Os dirigentes brasileiros mentem. Isso acontece, principalmente, quando o
assunto é gestão. É o que mostra pesquisa realizada com 330
representantes do alto escalão das maiores empresas em operação no país,
sendo 48% com faturamento anual superior a R$ 5 bilhões. No estudo, os
comandantes admitem que a mentira em suas companhias é comum em assuntos
relacionados aos funcionários, fornecedores, parceiros e até governo.
“Eles dizem uma coisa e fazem outra”, afirma a pesquisadora e consultora
Betania Tanure, que conduziu o estudo. Entre os pesquisados, 74%
admitem que o discurso oficial é oposto ao que acontece na prática.

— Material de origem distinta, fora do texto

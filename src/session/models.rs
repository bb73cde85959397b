use chrono::{DateTime, Utc};
use serde::{Deserialize, Serialize};
use std::time::Duration;
use uuid::Uuid;

/// A server-held user identity with sliding expiry
///
/// Validity is judged against `last_activity`, which every successful
/// lookup refreshes; there is at most one live session per username.
#[derive(Debug, Clone, Serialize, Deserialize)]
pub struct SessionModel {
    pub id: String,
    pub username: String,
    pub joined_rooms: Vec<String>,
    pub created_at: DateTime<Utc>,
    pub last_activity: DateTime<Utc>,
}

impl SessionModel {
    /// Creates a new session with a generated id
    pub fn new(username: String) -> Self {
        let now = Utc::now();
        Self {
            id: Uuid::new_v4().to_string(),
            username,
            joined_rooms: Vec::new(),
            created_at: now,
            last_activity: now,
        }
    }

    /// Whether the sliding window has elapsed without activity
    pub fn is_expired(&self, ttl: Duration) -> bool {
        let ttl = chrono::Duration::from_std(ttl).unwrap_or(chrono::Duration::MAX);
        Utc::now().signed_duration_since(self.last_activity) >= ttl
    }

    /// Refreshes the activity timestamp, extending the sliding window
    pub fn touch(&mut self) {
        self.last_activity = Utc::now();
    }

    /// Adds a room to the joined set; keeps insertion order, no duplicates
    pub fn add_room(&mut self, room_id: &str) {
        if !self.joined_rooms.iter().any(|r| r == room_id) {
            self.joined_rooms.push(room_id.to_string());
        }
    }

    /// Removes a room from the joined set; no-op if absent
    pub fn remove_room(&mut self, room_id: &str) {
        self.joined_rooms.retain(|r| r != room_id);
    }
}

Essas incoerências aparecem nos mais diversos âmbitos da gestão – desde o
feedback enganoso, à falsa preocupação com qualidade de vida das
equipes que continuam sendo altamente demandadas e até o privilégio para
amigos em detrimento dos demais funcionários.
Quase 60% dos pesquisados dizem que o desempenho dos subordinados não é
discutido e, quando isso acontece, a verdade nunca é dita. “Isso é
preocupante porque cria na pessoa uma percepção distorcida sobre a
própria performance”, diz Betania. Essa falta de conhecimento fica
evidente, por exemplo, quando alguém é surpreendido com a demissão, uma
vez que não percebeu qualquer sinal de descontentamento do superior. “É
injusto a pessoa não saber como seu trabalho é avaliado.”
O mais grave, segundo a pesquisadora, é que 9% dos respondentes afirmam
que não elogiam ninguém para que o empregado não se acomode e se torne
preguiçoso. “Essa é uma postura do século passado que vai contra todos
os princípios de engajamento e motivação tão discutidos hoje em dia.”
Senso de justiça parece também ser outro embuste no mundo corporativo.
Enquanto no discurso os executivos costumam propagar que suas empresas
tratam todos de forma igualitária, no dia a dia a história perece ser
outra. No levantamento, 26% dos entrevistados dizem que as diferenças
existem, além de uma visível preferência dos dirigentes pelos amigos.
Segundo Betania, essa é uma característica de culturas mais coletivistas
como a brasileira e outras de origem latina. “Nelas, as relações
pessoais estão mais presentes no ambiente de trabalho”, afirma. Mas esse
tipo de comportamento é notado também entre russos, chineses e
indianos. Em sociedades mais individualistas como a americana, a
canadense ou a sueca, por exemplo, o lado pessoal e profissional não se
misturam tanto nas organizações.
Falsa autonomia é outro ponto levantado no estudo. Um em cada quatro
entrevistados afirma que os chefes costumam dizer que os subordinados
têm poder para decidir algo, mas logo em seguida alteram a decisão
tomada por eles. Na verdade, os comandantes sempre têm a palavra final.
Inclusive, as relações que se dizem respeitosas, para 14% dos executivos
ouvidos são, na verdade, desrespeitosas.
O autoritarismo, segundo o estudo, predomina nas corporações
brasileiras. “Falar de gestão democrática é uma grande mentira”, diz a
pesquisadora. Essa falsidade, segundo ela, está em todos os lugares, dos
corredores às salas de reunião das diretorias. “Ninguém imagina o que
as pessoas pensam de fato sobre elas”. Para 12% dos respondentes chamar
alguém de amigo no alto escalão não significa nada, pois pelas costas
“todo mundo enfia a faca.”
Outro dado que chama a atenção, de acordo com Betania, é que as mentiras
não se restringem ao âmbito interno das organizações. Mais da metade
dos respondentes disseram que a prática se estende também aos
fornecedores e aos clientes. “Muitas vezes, os problemas de execução são
escondidos.” Para 21% deles, o que se fala para os parceiros não é
necessariamente o que é realizado. Cerca de 30% dizem que o mesmo
acontece com os clientes. “O discurso para conquistá-los muitas vezes
está distante da realidade”, afirma.
Até para o poder público os executivos mentem. Nesse caso, a mentira
pode envolver sonegação, questões trabalhistas, de segurança ou falsos
motivos alegados para o fechamento de uma fábrica, por exemplo. Desse
relacionamento institucional incoerente não escapa nem mesmo a
comunidade que gravita ao redor da companhia. Isso acontece quando a
empresa diz que investirá em educação e não gasta nada com isso, ou
quando ela afirma estar cumprindo metas ambientais e não está. “O caso
clássico é o executivo negar algo que realmente disse”, diz Betania.
O lado positivo do estudo, para a pesquisadora, é que os brasileiros
estão admitindo as falhas na gestão. Segundo ela, os dados precisam ser
usados para tratar dessas inconsistências, pois elas afetam o resultado
operacional. “A mentira tem perna curta.”